El domingo tiene algo de ritual. El almuerzo suele extenderse un poco más de lo habitual y, cuando llega la tarde, aparece uno de los momentos más esperados: la merienda.
Un clásico de la mesa argentina se reinventa con un relleno cremoso y cítrico. Es una alternativa sencilla para acompañar el mate, el café o el té durante la tarde.

El domingo tiene algo de ritual. El almuerzo suele extenderse un poco más de lo habitual y, cuando llega la tarde, aparece uno de los momentos más esperados: la merienda.
En muchas casas argentinas, ese momento tiene un protagonista indiscutido: el mate acompañado por alguna preparación dulce hecha en casa.
La pastafrola es uno de esos clásicos que atraviesan generaciones. La versión tradicional, con dulce de membrillo o batata, forma parte de la memoria gastronómica de muchas familias.
Pero también hay lugar para probar variantes que mantienen la esencia de la receta y cambian el sabor.
Una de ellas es la pastafrola de limón, una preparación que reemplaza el tradicional relleno por una crema suave, dulce y con el toque ácido característico de los cítricos. El resultado es una tarta casera con una masa tierna y un interior cremoso, ideal para una merienda de domingo.
La receta no requiere ingredientes difíciles de conseguir y puede prepararse con productos habituales de la cocina.
Para la masa
300 gramos de harina leudante.
150 gramos de manteca.
120 gramos de azúcar.
1 huevo.
1 cucharadita de esencia de vainilla.
Ralladura de 1 limón.
1 pizca de sal.
Para el relleno de limón
2 huevos.
120 gramos de azúcar.
2 cucharadas de almidón de maíz.
250 ml de leche.
Jugo de 2 limones.
Ralladura de 1 limón.
1 cucharadita de esencia de vainilla.
Para terminar, se puede utilizar un poco de azúcar impalpable.
El primer paso es preparar la masa. Para eso, colocar en un recipiente la manteca a temperatura ambiente junto con el azúcar y trabajar ambos ingredientes hasta obtener una preparación cremosa.
Agregar el huevo, la esencia de vainilla y la ralladura de limón. Mezclar hasta integrar.
Luego incorporar de a poco la harina leudante y la pizca de sal. Es importante no amasar demasiado, ya que esto puede hacer que la masa quede dura después de la cocción.
Cuando los ingredientes estén unidos y se haya formado una masa suave, envolverla y llevarla a la heladera durante unos 20 a 30 minutos.
Este descanso facilita el armado posterior y permite trabajar la masa sin que se vuelva demasiado pegajosa.
Mientras la masa descansa, se puede preparar el relleno.
Colocar en una olla los huevos, el azúcar y el almidón de maíz. Mezclar bien hasta que no queden grumos.

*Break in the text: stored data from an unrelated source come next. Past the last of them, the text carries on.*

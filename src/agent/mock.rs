//! Canned replies used when no live completion provider is configured.

use std::sync::{Mutex, PoisonError};

use rand::rngs::StdRng;
use rand::{Rng, SeedableRng};

/// Fixed catalog of career advice replies.
pub const MOCK_RESPONSES: [&str; 8] = [
    "キャリア選択において重要なのは、自分の強みと情熱を理解することです。あなたの強みはどのような分野にありますか？",
    "転職を考える際は、現在のスキルセットと市場のニーズのギャップを分析することが大切です。具体的にどのようなスキルを身につけたいですか？",
    "キャリアパスを考える上で、短期目標と長期目標を明確にすることが重要です。5年後にはどのようなポジションを目指していますか？",
    "職場環境も重要な要素です。どのような企業文化や働き方があなたに合っていると思いますか？",
    "スキルアップのためには継続的な学習が欠かせません。最近取り組んでいる学習や興味のある分野はありますか？",
    "ワークライフバランスも大切な要素です。理想的な働き方について教えてください。",
    "キャリア開発には人脈も重要です。業界内でのネットワーキングはどのように行っていますか？",
    "自己分析は継続的に行うことが大切です。最近気づいた自分の強みや弱みはありますか？",
];

/// Uniform pseudo-random picker over [`MOCK_RESPONSES`].
#[derive(Debug)]
pub struct MockResponder {
    rng: Mutex<StdRng>,
}

impl MockResponder {
    /// Picker seeded from OS entropy.
    #[must_use]
    pub fn new() -> Self {
        Self {
            rng: Mutex::new(StdRng::from_entropy()),
        }
    }

    /// Deterministic picker.
    #[must_use]
    pub fn with_seed(seed: u64) -> Self {
        Self {
            rng: Mutex::new(StdRng::seed_from_u64(seed)),
        }
    }

    /// Pick one reply.
    #[must_use]
    pub fn pick(&self) -> &'static str {
        let index = self
            .rng
            .lock()
            .unwrap_or_else(PoisonError::into_inner)
            .gen_range(0..MOCK_RESPONSES.len());
        MOCK_RESPONSES[index]
    }
}

impl Default for MockResponder {
    fn default() -> Self {
        Self::new()
    }
}

#[cfg(test)]
mod tests {
    use super::*;

    #[test]
    fn test_picks_come_from_catalog() {
        let responder = MockResponder::new();
        for _ in 0..100 {
            assert!(MOCK_RESPONSES.contains(&responder.pick()));
        }
    }

    #[test]
    fn test_same_seed_same_sequence() {
        let a = MockResponder::with_seed(7);
        let b = MockResponder::with_seed(7);
        let seq_a: Vec<&str> = (0..20).map(|_| a.pick()).collect();
        let seq_b: Vec<&str> = (0..20).map(|_| b.pick()).collect();
        assert_eq!(seq_a, seq_b);
    }

    #[test]
    fn test_selection_covers_catalog() {
        let responder = MockResponder::with_seed(1);
        let mut seen = std::collections::HashSet::new();
        for _ in 0..1_000 {
            seen.insert(responder.pick());
        }
        assert_eq!(seen.len(), MOCK_RESPONSES.len());
    }
}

Agregar la leche de a poco mientras se continúa mezclando. Incorporar luego el jugo y la ralladura de limón.
Llevar la preparación a fuego bajo y revolver constantemente con una cuchara de madera o batidor de mano. Después de unos minutos, la mezcla comenzará a espesarse.
Cuando tenga una consistencia similar a la de una crema pastelera, retirar del fuego y agregar la esencia de vainilla.
Pasar la crema a otro recipiente y cubrirla con un film en contacto para evitar que se forme una capa seca en la superficie. Dejar enfriar.
Precalentar el horno a 180 °C.
Retirar la masa de la heladera y separar aproximadamente una cuarta parte para realizar las tiras características de la pastafrola.
Estirar el resto de la masa y cubrir una tartera previamente enmantecada y enharinada. La base debe quedar pareja y cubrir también los bordes.
Pinchar suavemente la superficie con un tenedor.
Cuando la crema de limón esté fría o apenas tibia, distribuirla sobre la masa.
Con la masa reservada, formar tiras y colocarlas sobre el relleno para crear el clásico entramado de la pastafrola.
Llevar al horno durante aproximadamente 35 a 40 minutos, hasta que los bordes estén dorados y las tiras de masa hayan tomado color.
Retirar y dejar enfriar completamente antes de cortar.
El secreto para que la pastafrola quede perfecta
Uno de los principales secretos está en no trabajar demasiado la masa. La idea es unir los ingredientes, pero evitar un amasado prolongado.
También es importante dejar enfriar el relleno antes de armar la tarta. Si la crema está demasiado caliente, puede afectar la consistencia de la masa.
Otro punto clave es respetar el tiempo de enfriado después de la cocción. Aunque pueda resultar tentador cortarla apenas sale del horno, la crema necesita asentarse para que las porciones mantengan su forma.
Para una presentación más atractiva, se puede terminar con una pequeña cantidad de azúcar impalpable una vez que la pastafrola esté completamente fría.